Distributed Machine Learning

In the previous chapter we showed how to run jobs in a Dato Distributed cluster. While this gives you the benefit of executing arbitrary python code, you have to specify how the execution should be distributed yourself.

For a set of GraphLab Create toolkits we have done that work for you. Instead of submitting jobs to a remote environment, you can simply switch the current execution environment from the local machine to a cluster in EC2 or Hadoop, and let GraphLab Create distribute the tasks for you. We call this Distributed Machine Learning or DML. In this section, we will demonstrate how to run distributed machine learning tasks.

The toolkits currently supported to run in a distributed execution environment are:

Let's look at an example which trains a linear regression model:

import graphlab as gl

# Load data
dataset = 'http://s3.amazonaws.com/gl-testdata/xgboost/mushroom.csv'
sf = gl.SFrame(dataset)

# Train model
model = gl.logistic_classifier.create(sf, target='label')

In the following section we will explain how to execute this task in a cluster.

EC2

To setup a distributed environment using AWS, you will need to create an EC2 cluster:

import graphlab as gl

ec2config = gl.deploy.Ec2Config()

# Define your EC2 cluster to use 3 hosts (instances)
c = gl.deploy.ec2_cluster.create(name='my-first-ec2-cluster',
                                 s3_path='s3://my_cluster',
                                 ec2_config=ec2config,
                                 num_hosts=3)

For more information about how to set up a cluster in EC2 see the chapter on clusters.

Keep in mind that EC2 hosts are launched as soon as you create the cluster object, and keep running until they time out. For more information about the timeout see the chapter on clusters.

Once the cluster object is created is set, you can specify it as a distributed execution environment for a machine learning task. Without changing any of the existing code in our example above, we simply surround set and clear the execution environment around it:

# Connect to the cluster
gl.set_distributed_execution_environment(c)

# Load data
dataset = 'http://s3.amazonaws.com/gl-testdata/xgboost/mushroom.csv'
sf = gl.SFrame(dataset)

# Train model
model = gl.logistic_classifier.create(sf, target='label', validation_set=None)

# Clear the cluster
gl.clear_distributed_execution_environment(c)
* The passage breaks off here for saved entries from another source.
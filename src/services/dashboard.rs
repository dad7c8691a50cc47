use crate::{
    auth::CurrentUser,
    db::DbPool,
    entities::{
        notification, order, project, shipment, shipment_status_history, supplier,
    },
    errors::ServiceError,
    models::{OrderStatus, ShipmentStatus},
};
use sea_orm::{ColumnTrait, EntityTrait, PaginatorTrait, QueryFilter, QueryOrder, QuerySelect};
use serde::Serialize;
use std::sync::Arc;
use tracing::instrument;
use utoipa::ToSchema;

const RECENT_ACTIVITY_LIMIT: u64 = 10;

/// Landing-page counters plus the latest shipment movements.
#[derive(Debug, Serialize, ToSchema)]
pub struct DashboardStats {
    pub active_projects: u64,
    pub total_orders: u64,
    pub open_orders: u64,
    pub orders_in_transit: u64,
    pub total_shipments: u64,
    pub shipments_in_transit: u64,
    pub shipments_delivered: u64,
    pub active_suppliers: u64,
    pub unread_notifications: u64,
    #[schema(value_type = Vec<Object>)]
    pub recent_activity: Vec<shipment_status_history::Model>,
}

#[derive(Clone)]
pub struct DashboardService {
    db_pool: Arc<DbPool>,
}

impl DashboardService {
    pub fn new(db_pool: Arc<DbPool>) -> Self {
        Self { db_pool }
    }

    /// Counts are computed per request; at this system's scale a
    /// handful of indexed counts beats maintaining materialized tallies.
    #[instrument(skip(self, viewer), fields(viewer = %viewer.username))]
    pub async fn stats(&self, viewer: &CurrentUser) -> Result<DashboardStats, ServiceError> {
        let db = &*self.db_pool;

        let active_projects = project::Entity::find()
            .filter(project::Column::Status.eq("Active"))
            .count(db)
            .await
            .map_err(ServiceError::DatabaseError)?;
        let total_orders = order::Entity::find()
            .count(db)
            .await
            .map_err(ServiceError::DatabaseError)?;
        let open_orders = order::Entity::find()
            .filter(
                order::Column::Status.is_not_in([
                    OrderStatus::Closed.to_string(),
                    OrderStatus::Cancelled.to_string(),
                ]),
            )
            .count(db)
            .await
            .map_err(ServiceError::DatabaseError)?;
        let orders_in_transit = order::Entity::find()
            .filter(order::Column::Status.is_in([
                OrderStatus::Shipped.to_string(),
                OrderStatus::InTransit.to_string(),
                OrderStatus::Customs.to_string(),
                OrderStatus::OutForDelivery.to_string(),
            ]))
            .count(db)
            .await
            .map_err(ServiceError::DatabaseError)?;
        let total_shipments = shipment::Entity::find()
            .count(db)
            .await
            .map_err(ServiceError::DatabaseError)?;
        let shipments_in_transit = shipment::Entity::find()
            .filter(shipment::Column::CurrentStatus.is_in([
                ShipmentStatus::PickedUp.to_string(),
                ShipmentStatus::InTransit.to_string(),
                ShipmentStatus::OutForDelivery.to_string(),
                ShipmentStatus::CustomsDelay.to_string(),
            ]))
            .count(db)
            .await
            .map_err(ServiceError::DatabaseError)?;
        let shipments_delivered = shipment::Entity::find()
            .filter(shipment::Column::CurrentStatus.eq(ShipmentStatus::Delivered.to_string()))
            .count(db)
            .await
            .map_err(ServiceError::DatabaseError)?;
        let active_suppliers = supplier::Entity::find()
            .filter(supplier::Column::Status.eq("Active"))
            .count(db)
            .await
            .map_err(ServiceError::DatabaseError)?;
        let unread_notifications = notification::Entity::find()
            .filter(notification::Column::UserId.eq(viewer.user_id))
            .filter(notification::Column::IsRead.eq(false))
            .count(db)
            .await
            .map_err(ServiceError::DatabaseError)?;
        let recent_activity = shipment_status_history::Entity::find()
            .order_by_desc(shipment_status_history::Column::Timestamp)
            .limit(RECENT_ACTIVITY_LIMIT)
            .all(db)
            .await
            .map_err(ServiceError::DatabaseError)?;

        Ok(DashboardStats {
            active_projects,
            total_orders,
            open_orders,
            orders_in_transit,
            total_shipments,
            shipments_in_transit,
            shipments_delivered,
            active_suppliers,
            unread_notifications,
            recent_activity,
        })
    }
}

#[cfg(test)]
mod tests {
    use super::*;
    use rust_decimal_macros::dec;
    use sea_orm::{ActiveModelTrait, Database, Set};
    use sea_orm_migration::MigratorTrait;
    use uuid::Uuid;

    #[tokio::test]
    async fn stats_bucket_orders_and_shipments_by_status() {
        let db = Database::connect("sqlite::memory:")
            .await
            .expect("sqlite connection");
        migrations::Migrator::up(&db, None)
            .await
            .expect("migrations");
        let db = Arc::new(db);
        let service = DashboardService::new(db.clone());
        let viewer = CurrentUser {
            user_id: Uuid::new_v4(),
            username: "pm".into(),
            full_name: "PM".into(),
            role: "manager".into(),
        };

        for (number, status) in [
            ("ORD-000001", "Draft"),
            ("ORD-000002", "In Transit"),
            ("ORD-000003", "Closed"),
        ] {
            order::ActiveModel {
                order_number: Set(number.into()),
                description: Set("x".into()),
                quantity: Set(dec!(1)),
                unit_price: Set(dec!(1)),
                total_amount: Set(dec!(1)),
                currency: Set("QAR".into()),
                order_date: Set(chrono::Utc::now().date_naive()),
                status: Set(status.into()),
                priority: Set("Normal".into()),
                ..Default::default()
            }
            .insert(&*db)
            .await
            .unwrap();
        }

        let stats = service.stats(&viewer).await.unwrap();
        assert_eq!(stats.total_orders, 3);
        assert_eq!(stats.open_orders, 2);
        assert_eq!(stats.orders_in_transit, 1);
        assert_eq!(stats.total_shipments, 0);
        assert_eq!(stats.unread_notifications, 0);
        assert!(stats.recent_activity.is_empty());
    }
}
In the above EC2 job execution, we distribute the execution of the linear regression model to three hosts. If any of the executions failed, we will return the exception. The data used to construct the SFrame will not be downloaded to your machine, as it is only used inside the distributed execution environment, which runs remotely. In fact, you could have constructed the SFrame even before setting the execution environment to the cluster object, with the same effect.

Note that for data stored in S3 this behavior depends on the toolkit; in the example above, using a classifier, we have to explicitly turn off validation by specifying validation_set=None. If we had not included this parameter, the toolkit would automatically execute a random split of the data locally and hence cause the download of the data set to the client machine.

Hadoop

For distributed job execution on Hadoop, you will need a cluster object based on a Dato Distributed installation in your Hadoop cluster:

import graphlab as gl

c = gl.deploy.hadoop_cluster.create('my-first-hadoop-cluster',
       'hdfs://path-to-dato-distributed-installation')

For more information about how to set up a cluster in Hadoop see the chapter on clusters.

Once the cluster is created you can use it as an execution environment for a machine learning task—just like in the EC2 example above:

gl.set_distributed_execution_environment(c)

sf = gl.SFrame('hdfs://DATASET_PATH')

model = gl.logistic_classifier.create(sf, target='label')

gl.clear_distributed_execution_environment(c)

The data used to construct the SFrame will not be downloaded locally, as it is only used inside the distributed execution environment. Note that for data in HDFS used to create a classifier model this behavior is slightly different from data in S3—see the explanation in the EC2 section above.